We like sports-people a lot, actually. We’ve knighted several ex-rugby players and a few Olympians. Although now that I come to think of it, knights used to be dudes who rode around in armor trying to kill each other, so that’s kind of appropriate.

As a feminist with a bent toward the political, however, I humbly offer a few of my favourite New Zealanders:

220px-Kate_Sheppard

Kate Sheppard was one of the most prominent leaders of the women’s suffrage movement. She was born in England, but lived in Christchurch for much of her adult life.
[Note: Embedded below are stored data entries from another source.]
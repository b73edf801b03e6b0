//! Request/reply transport to the world simulator

use crate::error::Result;

mod mock;
mod udp;

pub use mock::MockTransport;
pub use udp::UdpTransport;

/// One datagram out, at most one datagram back
pub trait Transport: Send {
    /// Send `request` and wait for a reply
    ///
    /// Returns `Ok(None)` when no reply arrived before the timeout.
    fn exchange(&mut self, request: &[u8]) -> Result<Option<Vec<u8>>>;
}
//! Socket loop for the world server

use super::dispatch::Dispatcher;
use crate::error::{Error, Result};
use crate::simulator::SharedSimulator;
use std::net::{SocketAddr, ToSocketAddrs, UdpSocket};
use std::sync::Arc;
use std::sync::atomic::{AtomicBool, Ordering};
use std::thread::{self, JoinHandle};
use std::time::Duration;

/// Largest request accepted
const MAX_DATAGRAM: usize = 4096;

/// UDP server answering protocol requests against a shared simulator
pub struct WorldServer {
    socket: UdpSocket,
    dispatcher: Dispatcher,
    running: Arc<AtomicBool>,
    buffer: Vec<u8>,
}

impl WorldServer {
    /// Bind the server socket
    ///
    /// `read_timeout` bounds how long a shutdown request can go unnoticed.
    pub fn bind<A: ToSocketAddrs>(
        addr: A,
        simulator: SharedSimulator,
        running: Arc<AtomicBool>,
        read_timeout: Duration,
    ) -> Result<Self> {
        let socket = UdpSocket::bind(addr)?;
        socket.set_read_timeout(Some(read_timeout))?;
        Ok(Self {
            socket,
            dispatcher: Dispatcher::new(simulator),
            running,
            buffer: vec![0u8; MAX_DATAGRAM],
        })
    }

    /// Address the socket is bound to
    pub fn local_addr(&self) -> Result<SocketAddr> {
        Ok(self.socket.local_addr()?)
    }

    /// Serve until the running flag is cleared
    pub fn run(&mut self) -> Result<()> {
        log::info!("World server listening on {}", self.local_addr()?);

        while self.running.load(Ordering::Relaxed) {
            let (len, peer) = match self.socket.recv_from(&mut self.buffer) {
                Ok(received) => received,
                Err(e)
                    if e.kind() == std::io::ErrorKind::WouldBlock
                        || e.kind() == std::io::ErrorKind::TimedOut =>
                {
                    continue;
                }
                Err(e) => {
                    // Windows reports ICMP port unreachable from a previous send here
                    if e.kind() == std::io::ErrorKind::ConnectionReset {
                        continue;
                    }
                    log::error!("Receive failed: {}", e);
                    return Err(Error::Io(e));
                }
            };

            let reply = self.dispatcher.handle(&self.buffer[..len]);
            if let Err(e) = self.socket.send_to(reply.as_bytes(), peer) {
                log::warn!("Failed to reply to {}: {}", peer, e);
            }
        }

        log::info!("World server stopped");
        Ok(())
    }

    /// Run the server on its own thread
    pub fn spawn(mut self) -> Result<JoinHandle<()>> {
        thread::Builder::new()
            .name("world-server".to_string())
            .spawn(move || {
                if let Err(e) = self.run() {
                    log::error!("World server error: {}", e);
                }
            })
            .map_err(|e| Error::Other(format!("Failed to spawn server thread: {}", e)))
    }
}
Her hard work and determination led to New Zealand granting full suffrage for women in 1893 – considerably before the UK and the USA (who didn’t do so until after WWI).

She replaced the Queen to be the face of our ten dollar note in 1993.

This leads me to my second favorite New Zealander:

220px-Helen_Clark_UNDP_2010

Helen Clarke was the first woman to be voted in as Prime Minister. She was the first Prime Minister I remember, growing up, and although I had no idea about politics, I really liked that a girl could lead our country. I still have a lot of respect for her (and not much of a clue about her politics).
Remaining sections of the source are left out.